Whenever a line in the records below holds the string "MockBackend", copy it out.

[Stored data]
╭──
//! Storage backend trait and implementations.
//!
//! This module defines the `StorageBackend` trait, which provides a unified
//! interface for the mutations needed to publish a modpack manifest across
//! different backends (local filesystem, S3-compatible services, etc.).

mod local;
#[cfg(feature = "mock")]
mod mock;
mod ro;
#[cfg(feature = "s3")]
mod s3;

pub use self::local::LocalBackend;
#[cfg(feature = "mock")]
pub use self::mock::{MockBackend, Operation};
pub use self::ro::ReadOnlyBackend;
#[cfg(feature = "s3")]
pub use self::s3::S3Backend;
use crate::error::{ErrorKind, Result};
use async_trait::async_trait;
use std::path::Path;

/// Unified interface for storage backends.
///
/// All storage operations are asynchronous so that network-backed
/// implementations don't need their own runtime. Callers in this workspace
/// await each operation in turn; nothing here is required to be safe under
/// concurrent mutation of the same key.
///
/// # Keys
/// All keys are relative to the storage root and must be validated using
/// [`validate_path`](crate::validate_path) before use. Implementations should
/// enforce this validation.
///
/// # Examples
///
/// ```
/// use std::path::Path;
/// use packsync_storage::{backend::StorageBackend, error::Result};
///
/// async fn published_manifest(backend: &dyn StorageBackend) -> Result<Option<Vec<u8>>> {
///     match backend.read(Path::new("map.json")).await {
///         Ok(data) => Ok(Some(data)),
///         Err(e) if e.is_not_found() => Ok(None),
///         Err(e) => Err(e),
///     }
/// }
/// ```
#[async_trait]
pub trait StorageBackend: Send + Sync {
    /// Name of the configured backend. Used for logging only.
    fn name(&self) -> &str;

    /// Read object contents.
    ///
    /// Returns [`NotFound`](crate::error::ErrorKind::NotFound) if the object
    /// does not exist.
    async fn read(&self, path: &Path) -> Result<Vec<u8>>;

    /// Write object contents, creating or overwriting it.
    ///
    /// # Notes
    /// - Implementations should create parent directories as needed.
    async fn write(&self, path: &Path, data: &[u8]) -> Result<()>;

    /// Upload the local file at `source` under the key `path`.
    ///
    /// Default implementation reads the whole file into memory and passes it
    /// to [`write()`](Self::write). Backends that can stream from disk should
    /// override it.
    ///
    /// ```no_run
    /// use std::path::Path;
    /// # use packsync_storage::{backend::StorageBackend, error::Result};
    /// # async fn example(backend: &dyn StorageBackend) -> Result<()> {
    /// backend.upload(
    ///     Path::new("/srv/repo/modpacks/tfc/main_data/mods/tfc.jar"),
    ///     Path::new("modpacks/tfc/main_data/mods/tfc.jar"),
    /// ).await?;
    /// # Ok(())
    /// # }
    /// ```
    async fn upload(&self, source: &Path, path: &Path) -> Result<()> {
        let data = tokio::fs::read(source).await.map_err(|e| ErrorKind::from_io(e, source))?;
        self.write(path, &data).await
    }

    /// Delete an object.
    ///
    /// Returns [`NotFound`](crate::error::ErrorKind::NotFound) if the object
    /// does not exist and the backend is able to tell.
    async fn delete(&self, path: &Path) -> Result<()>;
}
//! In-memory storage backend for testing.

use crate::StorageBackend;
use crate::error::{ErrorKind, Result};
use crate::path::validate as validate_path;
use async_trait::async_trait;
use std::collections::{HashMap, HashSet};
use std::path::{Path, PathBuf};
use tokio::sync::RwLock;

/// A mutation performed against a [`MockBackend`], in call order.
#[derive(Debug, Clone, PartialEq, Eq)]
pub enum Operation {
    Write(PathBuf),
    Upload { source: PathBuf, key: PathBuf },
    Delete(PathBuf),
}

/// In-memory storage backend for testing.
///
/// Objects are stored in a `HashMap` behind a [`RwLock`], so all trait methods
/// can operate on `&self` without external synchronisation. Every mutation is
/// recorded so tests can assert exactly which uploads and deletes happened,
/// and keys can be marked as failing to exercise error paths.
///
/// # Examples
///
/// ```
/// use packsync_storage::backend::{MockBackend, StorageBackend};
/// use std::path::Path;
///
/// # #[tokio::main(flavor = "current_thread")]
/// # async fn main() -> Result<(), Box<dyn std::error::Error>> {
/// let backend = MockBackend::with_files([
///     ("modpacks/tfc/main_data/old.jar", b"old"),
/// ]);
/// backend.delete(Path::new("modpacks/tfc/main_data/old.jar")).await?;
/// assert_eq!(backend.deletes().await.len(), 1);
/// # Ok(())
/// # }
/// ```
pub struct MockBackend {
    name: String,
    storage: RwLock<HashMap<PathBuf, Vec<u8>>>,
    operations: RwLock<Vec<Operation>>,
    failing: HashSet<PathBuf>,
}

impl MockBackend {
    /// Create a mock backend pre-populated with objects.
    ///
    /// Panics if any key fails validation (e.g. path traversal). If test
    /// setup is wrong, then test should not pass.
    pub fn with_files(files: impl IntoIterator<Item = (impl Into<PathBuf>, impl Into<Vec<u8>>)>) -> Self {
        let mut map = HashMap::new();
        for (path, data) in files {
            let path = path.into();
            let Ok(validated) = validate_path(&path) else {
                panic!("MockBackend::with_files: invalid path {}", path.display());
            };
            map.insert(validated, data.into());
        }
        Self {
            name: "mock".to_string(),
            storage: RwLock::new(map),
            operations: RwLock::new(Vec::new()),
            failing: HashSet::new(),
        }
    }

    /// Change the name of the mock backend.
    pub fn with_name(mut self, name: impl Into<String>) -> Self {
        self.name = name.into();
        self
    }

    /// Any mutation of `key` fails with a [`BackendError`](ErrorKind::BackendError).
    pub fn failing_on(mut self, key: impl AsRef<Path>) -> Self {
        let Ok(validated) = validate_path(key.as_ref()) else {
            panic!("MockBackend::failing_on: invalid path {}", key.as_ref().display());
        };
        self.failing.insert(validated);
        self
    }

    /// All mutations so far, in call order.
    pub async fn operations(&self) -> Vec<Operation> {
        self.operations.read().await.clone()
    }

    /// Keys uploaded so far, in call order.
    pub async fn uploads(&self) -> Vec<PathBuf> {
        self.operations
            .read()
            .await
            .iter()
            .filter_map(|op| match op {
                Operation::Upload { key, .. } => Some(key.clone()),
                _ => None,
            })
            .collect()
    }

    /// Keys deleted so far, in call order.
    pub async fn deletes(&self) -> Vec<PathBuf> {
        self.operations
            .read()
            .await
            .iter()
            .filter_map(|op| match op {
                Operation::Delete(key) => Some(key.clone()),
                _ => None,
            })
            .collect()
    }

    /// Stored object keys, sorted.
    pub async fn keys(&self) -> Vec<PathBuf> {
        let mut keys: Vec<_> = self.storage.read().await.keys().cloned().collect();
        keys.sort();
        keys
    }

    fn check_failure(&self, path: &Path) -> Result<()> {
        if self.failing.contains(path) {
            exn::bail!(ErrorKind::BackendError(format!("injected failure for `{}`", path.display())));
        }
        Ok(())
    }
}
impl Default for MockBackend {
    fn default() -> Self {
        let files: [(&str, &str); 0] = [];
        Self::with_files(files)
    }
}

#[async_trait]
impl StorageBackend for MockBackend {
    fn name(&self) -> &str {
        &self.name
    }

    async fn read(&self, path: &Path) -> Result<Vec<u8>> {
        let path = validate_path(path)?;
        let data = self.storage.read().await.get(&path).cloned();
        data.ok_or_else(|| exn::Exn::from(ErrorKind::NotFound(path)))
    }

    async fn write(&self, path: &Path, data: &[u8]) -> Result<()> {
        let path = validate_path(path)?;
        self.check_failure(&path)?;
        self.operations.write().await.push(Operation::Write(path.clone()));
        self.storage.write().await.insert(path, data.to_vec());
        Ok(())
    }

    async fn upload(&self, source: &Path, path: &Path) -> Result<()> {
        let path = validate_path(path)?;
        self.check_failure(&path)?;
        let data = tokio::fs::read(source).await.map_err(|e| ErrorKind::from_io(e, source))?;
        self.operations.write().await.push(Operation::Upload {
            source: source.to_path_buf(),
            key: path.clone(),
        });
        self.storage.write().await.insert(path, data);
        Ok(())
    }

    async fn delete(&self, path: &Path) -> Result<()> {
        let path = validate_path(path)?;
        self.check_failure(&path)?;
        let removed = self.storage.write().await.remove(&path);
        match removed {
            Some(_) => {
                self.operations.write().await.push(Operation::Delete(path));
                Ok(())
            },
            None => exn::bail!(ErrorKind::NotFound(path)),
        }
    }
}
╰──
_ANSWER TO THE EXERCISE_:
pub use self::mock::{MockBackend, Operation};
/// A mutation performed against a [`MockBackend`], in call order.
/// use packsync_storage::backend::{MockBackend, StorageBackend};
/// let backend = MockBackend::with_files([
pub struct MockBackend {
impl MockBackend {
                panic!("MockBackend::with_files: invalid path {}", path.display());
            panic!("MockBackend::failing_on: invalid path {}", key.as_ref().display());
impl Default for MockBackend {
impl StorageBackend for MockBackend {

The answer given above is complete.